Natural gas continues to displace coal-fired electricity generation, and so do wind and solar, but still, natural gas is expected to be the biggest source of power generation over the next few years. 

Buffett’s US$10-billion bet on natural gas infrastructure shows that the billionaire investor believes that natural gas hasn’t run its course, regardless of what environmentalists and climate-conscious investors think. 

Berkshire Hathaway Energy is buying Dominion Energy’s assets that include over 7,700 miles of natural gas transmission lines, 900 billion cubic feet of operated natural gas storage with 364 billion cubic feet of company-owned working storage capacity, and 25 percent in the Cove Point LNG export, import, and storage facility in Maryland. 

“We are very proud to be adding such a great portfolio of natural gas assets to our already strong energy business,” Buffett said in a statement. 

Berkshire Hathaway Energy will thus own 18 percent of all interstate natural gas transmission in the United States, up from 8 percent now, according to CNBC

The fact that this acquisition was the first one that Buffett saw as attractive after the pandemic sent markets into turmoil in March suggests that the Omaha investor believes in the future of natural gas. 

That’s despite growing calls from environmentalists that the world should be moving away from it as it is just another fossil fuel and not a “bridge fuel” as natural gas producers and traders pitch it. 

Buffett’s natural gas assets acquisition is “a bet that the future doesn’t come as fast as some people think,” Jim Shanahan, an analyst who covers Berkshire Hathaway at Edward Jones, told Bloomberg

Warren Buffett’s fortune is the world’s third-biggest with links to significant levels of greenhouse gas emissions, after the Koch family in the U.S. and the House of Saud, the rulers of Saudi Arabia, according to Bloomberg Green estimates.  

Sierra Club’s Beyond Coal campaign, for its part, pointed out to Bloomberg that Berkshire Hathaway had made some bad calls on fossil fuel investments in the past.  

Sierra Club, together with Earthjustice, published a report this month, saying that buildings account for nearly 40 percent of climate pollution in the United States, with much of that driven by the burning of gas for heating and hot water.

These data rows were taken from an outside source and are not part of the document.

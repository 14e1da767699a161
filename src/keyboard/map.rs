//! The shortcut definition table — named actions mapped to descriptor sets.
//!
//! A `ShortcutMap` is built once from compiled defaults plus user overrides
//! from config.toml, and replaced wholesale whenever the configuration
//! changes. Consumers detect a change by value inequality against the map
//! they last observed, never by push notification.
use std::collections::HashMap;

use crossterm::event::KeyCode;

use super::shortcut::{parse_shortcut, Shortcut};

// ============================================================================
// Action Enum
// ============================================================================

/// All user-facing actions that can be triggered by shortcuts.
#[derive(Debug, Clone, Copy, PartialEq, Eq, Hash)]
pub enum ShortcutAction {
    NavigatePreviousPage,
    NavigateNextPage,
    NavigateFirstPage,
    NavigateLastPage,
    FocusSearch,
    OpenPublicationInfo,
    CloseDialog,
    ShowHelp,
    Quit,
}

impl ShortcutAction {
    pub const ALL: &'static [Self] = &[
        Self::NavigatePreviousPage,
        Self::NavigateNextPage,
        Self::NavigateFirstPage,
        Self::NavigateLastPage,
        Self::FocusSearch,
        Self::OpenPublicationInfo,
        Self::CloseDialog,
        Self::ShowHelp,
        Self::Quit,
    ];

    /// Config key / display name for this action.
    pub fn name(self) -> &'static str {
        match self {
            Self::NavigatePreviousPage => "navigate_previous_page",
            Self::NavigateNextPage => "navigate_next_page",
            Self::NavigateFirstPage => "navigate_first_page",
            Self::NavigateLastPage => "navigate_last_page",
            Self::FocusSearch => "focus_search",
            Self::OpenPublicationInfo => "open_publication_info",
            Self::CloseDialog => "close_dialog",
            Self::ShowHelp => "show_help",
            Self::Quit => "quit",
        }
    }

    /// Human-readable description for `--dump-shortcuts`.
    pub fn describe(self) -> &'static str {
        match self {
            Self::NavigatePreviousPage => "Go to previous catalog page",
            Self::NavigateNextPage => "Go to next catalog page",
            Self::NavigateFirstPage => "Go to first catalog page",
            Self::NavigateLastPage => "Go to last catalog page",
            Self::FocusSearch => "Focus catalog search",
            Self::OpenPublicationInfo => "Open publication info dialog",
            Self::CloseDialog => "Close the active dialog",
            Self::ShowHelp => "Show shortcut help",
            Self::Quit => "Quit the application",
        }
    }

    fn from_name(name: &str) -> Option<Self> {
        Self::ALL
            .iter()
            .copied()
            .find(|a| a.name().eq_ignore_ascii_case(name))
    }
}

// ============================================================================
// Shortcut Set
// ============================================================================

/// The descriptors bound to one action: a primary plus any alternates.
///
/// Invariant: every action has at least the primary descriptor.
#[derive(Debug, Clone, PartialEq, Eq)]
pub struct ShortcutSet {
    pub primary: Shortcut,
    pub alternates: Vec<Shortcut>,
}

impl ShortcutSet {
    pub fn single(primary: Shortcut) -> Self {
        Self {
            primary,
            alternates: Vec::new(),
        }
    }

    pub fn with_alternate(primary: Shortcut, alternate: Shortcut) -> Self {
        Self {
            primary,
            alternates: vec![alternate],
        }
    }

    /// Primary followed by alternates, in binding order.
    pub fn iter(&self) -> impl Iterator<Item = &Shortcut> {
        std::iter::once(&self.primary).chain(self.alternates.iter())
    }
}

// ============================================================================
// Shortcut Map
// ============================================================================

/// Action → descriptor-set table.
///
/// Equality is structural; the binding lifecycle compares the map it last
/// registered against the current one to decide whether to resync.
#[derive(Debug, Clone, PartialEq, Eq)]
pub struct ShortcutMap {
    actions: HashMap<ShortcutAction, ShortcutSet>,
}

impl ShortcutMap {
    /// The compiled-in default table.
    pub fn defaults() -> Self {
        let mut actions = HashMap::new();
        actions.insert(
            ShortcutAction::NavigatePreviousPage,
            ShortcutSet::with_alternate(
                Shortcut::ctrl(KeyCode::Left),
                Shortcut::ctrl_shift(KeyCode::Char(',')),
            ),
        );
        actions.insert(
            ShortcutAction::NavigateNextPage,
            ShortcutSet::with_alternate(
                Shortcut::ctrl(KeyCode::Right),
                Shortcut::ctrl_shift(KeyCode::Char('.')),
            ),
        );
        actions.insert(
            ShortcutAction::NavigateFirstPage,
            ShortcutSet::single(Shortcut::ctrl(KeyCode::Home)),
        );
        actions.insert(
            ShortcutAction::NavigateLastPage,
            ShortcutSet::single(Shortcut::ctrl(KeyCode::End)),
        );
        actions.insert(
            ShortcutAction::FocusSearch,
            ShortcutSet::single(Shortcut::ctrl(KeyCode::Char('f'))),
        );
        actions.insert(
            ShortcutAction::OpenPublicationInfo,
            ShortcutSet::single(Shortcut::ctrl(KeyCode::Char('i'))),
        );
        actions.insert(
            ShortcutAction::CloseDialog,
            ShortcutSet::single(Shortcut::plain(KeyCode::Esc)),
        );
        actions.insert(
            ShortcutAction::ShowHelp,
            ShortcutSet::single(Shortcut::plain(KeyCode::F(1))),
        );
        actions.insert(
            ShortcutAction::Quit,
            ShortcutSet::single(Shortcut::ctrl(KeyCode::Char('q'))),
        );
        Self { actions }
    }

    /// Look up the descriptor set for an action.
    pub fn get(&self, action: ShortcutAction) -> Option<&ShortcutSet> {
        self.actions.get(&action)
    }

    /// Apply user overrides from the config `[shortcuts]` table.
    ///
    /// Keys are action names (e.g. "navigate_next_page"); values are key
    /// strings, with `|`-separated alternates after the primary
    /// (e.g. "Ctrl+Right | Ctrl+Shift+Period"). An override replaces the
    /// action's entire descriptor set. The value "none" removes the action
    /// from the table entirely — consumers binding it then get a
    /// configuration error and decide whether to proceed without it.
    ///
    /// Returns warnings for unknown actions or unparseable key strings;
    /// bad overrides leave the default binding intact.
    pub fn apply_overrides(&mut self, overrides: &HashMap<String, String>) -> Vec<String> {
        let mut warnings = Vec::new();

        for (action_name, key_str) in overrides {
            let Some(action) = ShortcutAction::from_name(action_name) else {
                warnings.push(format!("Unknown shortcut action '{}', ignoring", action_name));
                continue;
            };

            if key_str.trim().eq_ignore_ascii_case("none") {
                tracing::info!(action = action.name(), "Shortcut disabled by override");
                self.actions.remove(&action);
                continue;
            }

            let mut parsed = Vec::new();
            let mut bad = None;
            for part in key_str.split('|') {
                match parse_shortcut(part) {
                    Some(sc) => parsed.push(sc),
                    None => {
                        bad = Some(part.trim().to_string());
                        break;
                    }
                }
            }

            if let Some(bad_part) = bad {
                warnings.push(format!(
                    "Cannot parse key '{}' for action '{}', keeping default",
                    bad_part, action_name
                ));
                continue;
            }

            let mut iter = parsed.into_iter();
            let Some(primary) = iter.next() else {
                warnings.push(format!(
                    "Empty binding for action '{}', keeping default",
                    action_name
                ));
                continue;
            };
            let set = ShortcutSet {
                primary,
                alternates: iter.collect(),
            };

            tracing::info!(
                action = action.name(),
                binding = %key_str,
                "Applied shortcut override"
            );
            self.actions.insert(action, set);
        }

        warnings
    }

    /// All bindings in a stable order, for `--dump-shortcuts` output.
    pub fn all_bindings(&self) -> Vec<(ShortcutAction, String, &'static str)> {
        ShortcutAction::ALL
            .iter()
            .filter_map(|&action| {
                self.actions.get(&action).map(|set| {
                    let keys = set
                        .iter()
                        .map(Shortcut::to_string)
                        .collect::<Vec<_>>()
                        .join(" | ");
                    (action, keys, action.describe())
                })
            })
            .collect()
    }
}

impl Default for ShortcutMap {
    fn default() -> Self {
        Self::defaults()
    }
}

// ============================================================================
// Tests
// ============================================================================
//! Line-oriented terminal renderer.
//!
//! Draws the whole screen on every redraw: title bar with the page
//! indicator, the publication list, any open dialog or the help overlay,
//! and the search/status line at the bottom.
use std::io::{self, Write};

use crossterm::{
    cursor::MoveTo,
    queue,
    style::{Print, PrintStyledContent, Stylize},
    terminal::{size, Clear, ClearType},
};

use crate::app::App;
use crate::dialog::Dialog;
use crate::lcp::{catalog_controls, LsdStatus};
use crate::opds::Publication;

/// Collapsed height of the description panel, in lines.
const DESCRIPTION_VIEWPORT: usize = 4;
/// Wrap width for dialog text.
const DIALOG_WIDTH: usize = 64;

pub fn render(out: &mut impl Write, app: &mut App) -> io::Result<()> {
    let (cols, _) = size().unwrap_or((80, 24));
    let width = cols as usize;

    queue!(out, MoveTo(0, 0), Clear(ClearType::All))?;

    let mut title = format!("folio — {}", app.feed.title);
    if let Some(indicator) = app.feed.page_info.indicator() {
        title.push_str(&format!("  [{}]", indicator));
    }
    queue!(
        out,
        PrintStyledContent(truncate(&title, width).bold()),
        Print("\r\n\r\n")
    )?;

    if app.show_help {
        render_help(out, app, width)?;
    } else {
        render_catalog(out, app, width)?;
        render_dialog(out, app)?;
    }

    queue!(out, Print("\r\n"))?;
    if app.search_focused {
        queue!(out, Print(format!("Search: {}_", app.search_query)))?;
    } else if let Some((message, _)) = &app.status_message {
        queue!(out, Print(truncate(message, width)))?;
    }

    out.flush()
}

fn render_catalog(out: &mut impl Write, app: &App, width: usize) -> io::Result<()> {
    if app.feed.publications.is_empty() {
        return queue!(out, Print("  (no publications on this page)\r\n"));
    }
    for (i, publication) in app.feed.publications.iter().enumerate() {
        let marker = if i == app.selected { '>' } else { ' ' };
        let line = format!("{} {}{}", marker, publication.title, lcp_badge(publication));
        if i == app.selected {
            queue!(out, PrintStyledContent(truncate(&line, width).reverse()))?;
        } else {
            queue!(out, Print(truncate(&line, width)))?;
        }
        queue!(out, Print("\r\n"))?;
    }
    Ok(())
}

fn render_help(out: &mut impl Write, app: &App, width: usize) -> io::Result<()> {
    queue!(out, PrintStyledContent("Keyboard shortcuts".to_string().bold()), Print("\r\n"))?;
    for (_, keys, description) in app.shortcut_map.all_bindings() {
        let line = format!("  {:<28} {}", keys, description);
        queue!(out, Print(truncate(&line, width)), Print("\r\n"))?;
    }
    queue!(
        out,
        Print("\r\n  Plain keys: j/k select, Enter open, Backspace back, d delete, q quit\r\n")
    )
}

fn render_dialog(out: &mut impl Write, app: &mut App) -> io::Result<()> {
    let Some(dialog) = app.dialogs.current_mut() else {
        return Ok(());
    };
    queue!(out, Print("\r\n"))?;
    match dialog {
        Dialog::PublicationInfo {
            publication,
            description,
        } => {
            queue!(
                out,
                PrintStyledContent("About this publication".to_string().bold()),
                Print("\r\n")
            )?;
            queue!(out, Print(format!("  {}\r\n", publication.title)))?;
            if let Some(identifier) = &publication.identifier {
                queue!(out, Print(format!("  {}\r\n", identifier)))?;
            }
            if let Some(lcp) = &publication.lcp {
                let mut line = String::from("  Loan:");
                if let Some(status) = lcp.status {
                    line.push_str(&format!(" {}", status_label(status)));
                }
                if let Some(end) = lcp.rights_end {
                    line.push_str(&format!(", until {}", end.format("%Y-%m-%d")));
                }
                queue!(out, Print(line), Print("\r\n"))?;
            }

            if let Some(text) = &publication.description {
                let lines = wrap(text, DIALOG_WIDTH);
                description.measure(lines.len(), DESCRIPTION_VIEWPORT);
                let shown = if description.is_expanded() {
                    lines.len()
                } else {
                    lines.len().min(DESCRIPTION_VIEWPORT)
                };
                queue!(out, Print("\r\n"))?;
                for line in &lines[..shown] {
                    queue!(out, Print(format!("  {}\r\n", line)))?;
                }
                if description.offers_toggle() {
                    let label = if description.is_expanded() {
                        "[m] Less"
                    } else {
                        "[m] More"
                    };
                    queue!(out, Print(format!("  {}\r\n", label)))?;
                }
            }

            let controls = catalog_controls(publication.lcp.as_ref());
            let mut hints = Vec::new();
            if controls.can_read {
                hints.push("[Enter] Read");
            }
            if controls.renew.is_some() {
                hints.push("[r] Renew");
            }
            if controls.return_link.is_some() {
                hints.push("[t] Return");
            }
            hints.push("[d] Delete");
            hints.push("[Esc] Close");
            queue!(out, Print(format!("\r\n  {}\r\n", hints.join("  "))))?;
        }
        Dialog::DeleteConfirm(publication) => {
            render_confirm(out, &format!("Delete '{}'?", publication.title))?;
        }
        Dialog::LcpRenewConfirm(publication) => {
            render_confirm(out, &format!("Renew the loan for '{}'?", publication.title))?;
        }
        Dialog::LcpReturnConfirm(publication) => {
            render_confirm(out, &format!("Return the loan for '{}'?", publication.title))?;
        }
    }
    Ok(())
}

fn render_confirm(out: &mut impl Write, question: &str) -> io::Result<()> {
    queue!(
        out,
        PrintStyledContent(question.to_string().bold()),
        Print("\r\n  [y] Confirm  [n] Cancel\r\n")
    )
}

fn lcp_badge(publication: &Publication) -> String {
    let Some(lcp) = &publication.lcp else {
        return String::new();
    };
    let mut badge = String::new();
    if let Some(status) = lcp.status {
        badge.push_str(&format!(" [{}]", status_label(status)));
    }
    if let Some(end) = lcp.rights_end {
        badge.push_str(&format!(" (until {})", end.format("%Y-%m-%d")));
    }
    badge
}

fn status_label(status: LsdStatus) -> &'static str {
    match status {
        LsdStatus::Ready => "ready",
        LsdStatus::Active => "active",
        LsdStatus::Revoked => "revoked",
        LsdStatus::Returned => "returned",
        LsdStatus::Cancelled => "cancelled",
        LsdStatus::Expired => "expired",
    }
}

/// Greedy word wrap by character count. Words longer than `width` get a
/// line of their own.
fn wrap(text: &str, width: usize) -> Vec<String> {
    let mut lines = Vec::new();
    let mut current = String::new();
    for word in text.split_whitespace() {
        let word_len = word.chars().count();
        if !current.is_empty() && current.chars().count() + 1 + word_len > width {
            lines.push(std::mem::take(&mut current));
        }
        if !current.is_empty() {
            current.push(' ');
        }
        current.push_str(word);
    }
    if !current.is_empty() {
        lines.push(current);
    }
    lines
}

fn truncate(text: &str, width: usize) -> String {
    if text.chars().count() <= width {
        text.to_string()
    } else {
        let mut cut: String = text.chars().take(width.saturating_sub(1)).collect();
        cut.push('…');
        cut
    }
}

// ============================================================================
// Tests
// ============================================================================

The report refutes the idea that fossil gas alternatives are a viable alternative to building electrification. 

Amid the increased environmental awareness toward natural gas, Warren Buffett looks at cheap assets with potential for good returns, and his first investment since the COVID-19 crisis suggests that he believes that natural gas will continue to be a dominant energy source in the United States.